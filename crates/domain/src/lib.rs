// Copyright (C) 2026 Fred Clausen
// Use of this source code is governed by an MIT-style
// license that can be found in the LICENSE file or at
// https://opensource.org/licenses/MIT.

//! Domain types and business rules for the kermesse engine.
//!
//! Nothing in this crate performs I/O. Entities are plain data,
//! eligibility rules are pure predicates over already-fetched entities,
//! and the winner draw only consumes a caller-visible random source.

#![deny(
    clippy::pedantic,
    clippy::cargo,
    clippy::nursery,
    clippy::style,
    clippy::correctness,
    clippy::all,
    clippy::suspicious,
    clippy::complexity,
    clippy::perf,
    clippy::unwrap_used,
    clippy::expect_used
)]
#![allow(clippy::multiple_crate_versions)]

mod draw;
mod eligibility;
mod error;
mod lifecycle;
mod purchase;
mod types;
mod validation;

#[cfg(test)]
mod tests;

pub use draw::pick_winner;
pub use eligibility::{
    Ineligibility, IneligibilityKind, can_buy_at_stand, can_buy_ticket, can_complete_kermesse,
    can_finish_tombola, can_link_stand, can_link_user, can_modify_stand_stock,
    can_modify_tombola, can_mutate_under_kermesse, can_record_outcome, require_balance,
    require_owner, require_role,
};
pub use error::DomainError;
pub use lifecycle::LifecycleStatus;
pub use purchase::{PurchaseQuote, quote_purchase, resolve_quantity};
pub use types::{
    Kermesse, KermesseStatistics, Participation, Stand, StandCategory, Ticket, Tombola, User,
    UserRole,
};
pub use validation::{
    validate_amount, validate_email, validate_kermesse_fields, validate_name, validate_points,
    validate_stand_fields, validate_tombola_fields,
};
// Copyright (C) 2026 Fred Clausen
// Use of this source code is governed by an MIT-style
// license that can be found in the LICENSE file or at
// https://opensource.org/licenses/MIT.

use diesel::SqliteConnection;
use diesel::prelude::*;
use kermesse_domain::Participation;

use crate::data_models::{ParticipationRow, convert_all};
use crate::diesel_schema::{kermesses, participations, stands, users};
use crate::error::PersistenceError;
use crate::filters::{ActorScope, ParticipationFilter};

/// Retrieves a participation by ID.
///
/// # Errors
///
/// Returns an error if the database query fails.
/// Returns `Ok(None)` if the participation is not found.
pub fn get_participation(
    conn: &mut SqliteConnection,
    participation_id: i64,
) -> Result<Option<Participation>, PersistenceError> {
    participations::table
        .find(participation_id)
        .select(ParticipationRow::as_select())
        .first(conn)
        .optional()?
        .map(Participation::try_from)
        .transpose()
}

/// Lists participations visible under `filter`.
///
/// # Errors
///
/// Returns an error if the database query fails.
pub fn list_participations(
    conn: &mut SqliteConnection,
    filter: &ParticipationFilter,
) -> Result<Vec<Participation>, PersistenceError> {
    let mut query = participations::table.into_boxed();

    if let Some(kermesse_id) = filter.kermesse_id {
        query = query.filter(participations::kermesse_id.eq(kermesse_id));
    }

    match filter.scope {
        ActorScope::All => {}
        ActorScope::Organizer(organizer_id) => {
            query = query.filter(
                participations::kermesse_id.eq_any(
                    kermesses::table
                        .filter(kermesses::organizer_id.eq(organizer_id))
                        .select(kermesses::kermesse_id),
                ),
            );
        }
        ActorScope::StandHolder(holder_id) => {
            query = query.filter(
                participations::stand_id.eq_any(
                    stands::table
                        .filter(stands::holder_id.eq(holder_id))
                        .select(stands::stand_id),
                ),
            );
        }
        ActorScope::Student(user_id) => {
            query = query.filter(participations::user_id.eq(user_id));
        }
        ActorScope::Parent(parent_id) => {
            query = query.filter(
                participations::user_id.eq(parent_id).or(participations::user_id.eq_any(
                    users::table
                        .filter(users::parent_id.eq(Some(parent_id)))
                        .select(users::user_id),
                )),
            );
        }
    }

    let rows: Vec<ParticipationRow> = query
        .order(participations::participation_id.asc())
        .select(ParticipationRow::as_select())
        .load(conn)?;

    convert_all(rows)
}
// Copyright (C) 2026 Fred Clausen
// Use of this source code is governed by an MIT-style
// license that can be found in the LICENSE file or at
// https://opensource.org/licenses/MIT.

//! Eligibility rules.
//!
//! Every predicate here is pure and operates on entities the caller has
//! already fetched. A rejection is returned as a typed [`Ineligibility`]
//! so the caller can tell an actor-relationship failure (forbidden)
//! from a state or sufficiency failure (bad request).

use crate::lifecycle::LifecycleStatus;
use crate::types::{Kermesse, Participation, Stand, Tombola, User, UserRole};

/// Classification of a rejected predicate.
#[derive(Debug, Clone, Copy, PartialEq, Eq)]
pub enum IneligibilityKind {
    /// The actor lacks the required relationship to the target.
    Forbidden,
    /// The target is in a state that does not allow the action.
    BadRequest,
}

/// Why an actor may not perform an action.
#[derive(Debug, Clone, PartialEq, Eq)]
pub enum Ineligibility {
    /// The actor does not own the resource.
    NotOwner {
        /// Kind of resource.
        resource: &'static str,
        /// Resource identifier.
        resource_id: i64,
        /// The acting user.
        actor_id: i64,
    },
    /// The actor's role may not perform the action.
    RoleNotPermitted {
        /// The action attempted.
        action: &'static str,
        /// The actor's role.
        role: UserRole,
    },
    /// The user is not linked to the kermesse.
    NotEnrolled {
        /// The user.
        user_id: i64,
        /// The kermesse.
        kermesse_id: i64,
    },
    /// The stand is not linked to any running kermesse.
    StandNotOpen {
        /// The stand.
        stand_id: i64,
    },
    /// The kermesse is no longer running, so nothing can be bought under it.
    KermesseNotStarted {
        /// The kermesse.
        kermesse_id: i64,
    },
    /// The kermesse is finished and refuses mutation.
    KermesseFinished {
        /// The kermesse.
        kermesse_id: i64,
    },
    /// The tombola is finished.
    TombolaFinished {
        /// The tombola.
        tombola_id: i64,
    },
    /// The kermesse still has running tombolas.
    TombolasStillRunning {
        /// The kermesse.
        kermesse_id: i64,
        /// How many tombolas are still running.
        running: usize,
    },
    /// The tombola has no tickets to draw from.
    NoTicketsSold {
        /// The tombola.
        tombola_id: i64,
    },
    /// The stand is already linked to a running kermesse.
    StandAlreadyLinked {
        /// The stand.
        stand_id: i64,
        /// The running kermesse it is linked to.
        kermesse_id: i64,
    },
    /// Only students can be linked to a kermesse directly.
    NotAStudent {
        /// The target user.
        user_id: i64,
    },
    /// The user is already linked to the kermesse.
    AlreadyLinked {
        /// The user.
        user_id: i64,
        /// The kermesse.
        kermesse_id: i64,
    },
    /// The stand does not hold enough stock.
    InsufficientStock {
        /// The stand.
        stand_id: i64,
        /// Units available.
        available: u64,
        /// Units requested.
        requested: u64,
    },
    /// The user's balance does not cover the amount.
    InsufficientBalance {
        /// The user.
        user_id: i64,
        /// Current balance.
        available: u64,
        /// Amount required.
        required: u64,
    },
    /// The participation is not a game and has no outcome.
    NotAGame {
        /// The participation.
        participation_id: i64,
    },
    /// The participation outcome was already recorded.
    OutcomeAlreadyRecorded {
        /// The participation.
        participation_id: i64,
    },
}
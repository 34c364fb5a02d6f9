// Copyright (C) 2026 Fred Clausen
// Use of this source code is governed by an MIT-style
// license that can be found in the LICENSE file or at
// https://opensource.org/licenses/MIT.

//! Password rules for registered and invited accounts.

use thiserror::Error;

/// bcrypt ignores everything past this many bytes.
const BCRYPT_MAX_BYTES: usize = 72;

/// Why a password was refused.
#[derive(Debug, Error, PartialEq, Eq)]
pub enum PasswordPolicyError {
    /// Fewer characters than the policy minimum.
    #[error("Password must be at least {min_length} characters long")]
    TooShort { min_length: usize },

    /// Longer than bcrypt can hash without truncation.
    #[error("Password must not exceed {max_bytes} bytes")]
    TooLong { max_bytes: usize },

    /// Not enough distinct character classes.
    #[error(
        "Password must mix at least {required} of: uppercase, lowercase, digit, symbol (found {found})"
    )]
    InsufficientComplexity { required: usize, found: usize },

    /// Same as an identifying field of the account.
    #[error("Password must not be the account {field}")]
    MatchesAccountField { field: &'static str },
}

/// Character classes counted towards complexity.
#[derive(Debug, Clone, Copy, PartialEq, Eq)]
enum CharClass {
    Upper,
    Lower,
    Digit,
    Symbol,
}

impl CharClass {
    const ALL: [Self; 4] = [Self::Upper, Self::Lower, Self::Digit, Self::Symbol];

    fn of(c: char) -> Option<Self> {
        if c.is_uppercase() {
            Some(Self::Upper)
        } else if c.is_lowercase() {
            Some(Self::Lower)
        } else if c.is_ascii_digit() {
            Some(Self::Digit)
        } else if c.is_whitespace() {
            None
        } else {
            Some(Self::Symbol)
        }
    }
}

/// Identifying fields a password may not repeat.
#[derive(Debug, Clone, Copy)]
pub struct AccountIdentity<'a> {
    /// Login email.
    pub email: &'a str,
    /// Display name.
    pub name: &'a str,
}

/// Password policy applied on registration and password change.
#[derive(Debug, Clone, Copy)]
pub struct PasswordPolicy {
    /// Minimum length in characters.
    pub min_length: usize,
    /// Minimum number of character classes, out of four.
    pub min_classes: usize,
}

impl Default for PasswordPolicy {
    fn default() -> Self {
        Self {
            min_length: 8,
            min_classes: 2,
        }
    }
}

impl PasswordPolicy {
    /// Checks `password` for the account described by `identity`.
    ///
    /// # Errors
    ///
    /// Returns an error if:
    /// - The password is shorter than `min_length` characters
    /// - The password is longer than bcrypt accepts
    /// - Fewer than `min_classes` character classes are used
    /// - The password equals the email or the name, ignoring case
    pub fn validate(
        &self,
        password: &str,
        identity: AccountIdentity<'_>,
    ) -> Result<(), PasswordPolicyError> {
        if password.chars().count() < self.min_length {
            return Err(PasswordPolicyError::TooShort {
                min_length: self.min_length,
            });
        }

        if password.len() > BCRYPT_MAX_BYTES {
            return Err(PasswordPolicyError::TooLong {
                max_bytes: BCRYPT_MAX_BYTES,
            });
        }

        let found: usize = class_count(password);
        if found < self.min_classes {
            return Err(PasswordPolicyError::InsufficientComplexity {
                required: self.min_classes,
                found,
            });
        }

        for (field, value) in [("email", identity.email), ("name", identity.name)] {
            if password.to_lowercase() == value.to_lowercase() {
                return Err(PasswordPolicyError::MatchesAccountField { field });
            }
        }

        Ok(())
    }
}

/// Number of distinct character classes in `password`.
fn class_count(password: &str) -> usize {
    let present: Vec<CharClass> = password.chars().filter_map(CharClass::of).collect();
    CharClass::ALL
        .iter()
        .filter(|class| present.contains(class))
        .count()
}

#[cfg(test)]
#[allow(clippy::unwrap_used, clippy::expect_used)]
mod tests {
    use super::*;

    const ANN: AccountIdentity<'static> = AccountIdentity {
        email: "ann@example.com",
        name: "Ann",
    };

    #[test]
    fn test_accepts_two_classes() {
        let policy = PasswordPolicy::default();

        assert!(policy.validate("kermesse2026", ANN).is_ok());
        assert!(policy.validate("Tombola!", ANN).is_ok());
    }

    #[test]
    fn test_rejects_short_password() {
        assert_eq!(
            PasswordPolicy::default().validate("Ab1!", ANN),
            Err(PasswordPolicyError::TooShort { min_length: 8 })
        );
    }

    #[test]
    fn test_rejects_password_bcrypt_would_truncate() {
        let long: String = format!("Aa1{}", "x".repeat(80));
        assert_eq!(
            PasswordPolicy::default().validate(&long, ANN),
            Err(PasswordPolicyError::TooLong { max_bytes: 72 })
        );
    }

    #[test]
    fn test_rejects_single_class() {
        assert_eq!(
            PasswordPolicy::default().validate("onlylowercase", ANN),
            Err(PasswordPolicyError::InsufficientComplexity {
                required: 2,
                found: 1
            })
        );
    }

    #[test]
    fn test_rejects_email_and_name_ignoring_case() {
        let policy = PasswordPolicy::default();

        assert_eq!(
            policy.validate("Ann@Example.com", ANN),
            Err(PasswordPolicyError::MatchesAccountField { field: "email" })
        );
        assert_eq!(
            policy.validate(
                "annabelle99",
                AccountIdentity {
                    email: "ann@example.com",
                    name: "Annabelle99",
                }
            ),
            Err(PasswordPolicyError::MatchesAccountField { field: "name" })
        );
    }

    #[test]
    fn test_class_count() {
        assert_eq!(class_count("Aa1!"), 4);
        assert_eq!(class_count("Aa1"), 3);
        assert_eq!(class_count("abc!"), 2);
        assert_eq!(class_count("a b c"), 1);
        assert_eq!(class_count(""), 0);
    }
}
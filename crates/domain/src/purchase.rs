// Copyright (C) 2026 Fred Clausen
// Use of this source code is governed by an MIT-style
// license that can be found in the LICENSE file or at
// https://opensource.org/licenses/MIT.

//! Purchase pricing.

use crate::error::DomainError;
use crate::types::{Stand, StandCategory};

/// Price of a purchase, computed once and snapshotted into the participation.
#[derive(Debug, Clone, Copy, PartialEq, Eq)]
pub struct PurchaseQuote {
    /// Units bought.
    pub quantity: u32,
    /// Stand price per unit at quote time.
    pub unit_price: u64,
    /// `unit_price * quantity`.
    pub total_price: u64,
}

/// Resolves the effective quantity of a purchase.
///
/// Stock-tracked categories require an explicit, non-zero quantity.
/// Other categories always sell exactly one unit; a quantity other than
/// one is rejected rather than silently ignored.
///
/// # Errors
///
/// Returns `DomainError::InvalidQuantity` when the quantity does not fit the category.
pub fn resolve_quantity(
    category: StandCategory,
    requested: Option<u32>,
) -> Result<u32, DomainError> {
    match (category.tracks_stock(), requested) {
        (true, None) => Err(DomainError::InvalidQuantity {
            category: category.as_str().to_string(),
            reason: "quantity is required".to_string(),
        }),
        (true, Some(0)) => Err(DomainError::InvalidQuantity {
            category: category.as_str().to_string(),
            reason: "quantity must be at least 1".to_string(),
        }),
        (true, Some(quantity)) => Ok(quantity),
        (false, None | Some(1)) => Ok(1),
        (false, Some(quantity)) => Err(DomainError::InvalidQuantity {
            category: category.as_str().to_string(),
            reason: format!("only a single unit can be bought, got {quantity}"),
        }),
    }
}

/// Computes the price of buying `quantity` units at `stand`.
///
/// # Errors
///
/// Returns `DomainError::PriceOverflow` if the total does not fit in a balance.
pub fn quote_purchase(stand: &Stand, quantity: u32) -> Result<PurchaseQuote, DomainError> {
    let total_price: u64 = stand
        .price
        .checked_mul(u64::from(quantity))
        .filter(|total| i64::try_from(*total).is_ok())
        .ok_or(DomainError::PriceOverflow {
            unit_price: stand.price,
            quantity,
        })?;

    Ok(PurchaseQuote {
        quantity,
        unit_price: stand.price,
        total_price,
    })
}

- - - - - - -

Filter the entries down to the lines with the word "struct" in them, and copy those lines.

# Answer to the problem
pub struct AccountIdentity<'a> {
pub struct PasswordPolicy {
pub struct PurchaseQuote {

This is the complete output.